Word for word, restate every line of the listing that follows.

Content starts

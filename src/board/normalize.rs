//! Raw adapter rows to keyed quotes.

use std::collections::HashMap;
use tracing::debug;

use crate::names::NameStandardizer;
use crate::odds::AmericanOdds;
use crate::types::{OutcomeKey, PriceQuote, RawPrice, RawRow};

/// Parse a raw feed price. Zero, out-of-range and unparsable values are
/// `None`; the -110 fallback is for arithmetic only, not for the board.
pub fn parse_price(raw: &RawPrice) -> Option<i32> {
    match raw {
        RawPrice::Number(n) => i32::try_from(*n).ok().and_then(AmericanOdds::new),
        RawPrice::Text(s) => s.parse::<AmericanOdds>().ok(),
    }
    .map(AmericanOdds::value)
}

/// Canonicalize entity names and markets and parse prices.
///
/// Each distinct entity spelling is resolved once per batch.
pub fn normalize_rows(rows: &[RawRow], names: &NameStandardizer) -> Vec<PriceQuote> {
    let mut resolved: HashMap<&str, String> = HashMap::new();

    rows.iter()
        .map(|row| {
            let entity = resolved
                .entry(row.entity.as_str())
                .or_insert_with(|| names.clean_name(&row.entity))
                .clone();

            let price = row.price.as_ref().and_then(|raw| {
                let parsed = parse_price(raw);
                if parsed.is_none() {
                    debug!(source = %row.source_id, entity = %row.entity, price = ?raw, "Unparsable price dropped");
                }
                parsed
            });

            PriceQuote {
                source_id: row.source_id.clone(),
                outcome_key: OutcomeKey::new(entity, &row.market),
                price,
                line_value: row.line.clone(),
            }
        })
        .collect()
}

Content ends

▸ Reply to the task:
filename src/board/normalize.rs
//! Raw adapter rows to keyed quotes.

use std::collections::HashMap;
use tracing::debug;

use crate::names::NameStandardizer;
use crate::odds::AmericanOdds;
use crate::types::{OutcomeKey, PriceQuote, RawPrice, RawRow};

/// Parse a raw feed price. Zero, out-of-range and unparsable values are
/// `None`; the -110 fallback is for arithmetic only, not for the board.
pub fn parse_price(raw: &RawPrice) -> Option<i32> {
    match raw {
        RawPrice::Number(n) => i32::try_from(*n).ok().and_then(AmericanOdds::new),
        RawPrice::Text(s) => s.parse::<AmericanOdds>().ok(),
    }
    .map(AmericanOdds::value)
}

/// Canonicalize entity names and markets and parse prices.
///
/// Each distinct entity spelling is resolved once per batch.
pub fn normalize_rows(rows: &[RawRow], names: &NameStandardizer) -> Vec<PriceQuote> {
    let mut resolved: HashMap<&str, String> = HashMap::new();

    rows.iter()
        .map(|row| {
            let entity = resolved
                .entry(row.entity.as_str())
                .or_insert_with(|| names.clean_name(&row.entity))
                .clone();

            let price = row.price.as_ref().and_then(|raw| {
                let parsed = parse_price(raw);
                if parsed.is_none() {
                    debug!(source = %row.source_id, entity = %row.entity, price = ?raw, "Unparsable price dropped");
                }
                parsed
            });

            PriceQuote {
                source_id: row.source_id.clone(),
                outcome_key: OutcomeKey::new(entity, &row.market),
                price,
                line_value: row.line.clone(),
            }
        })
        .collect()
}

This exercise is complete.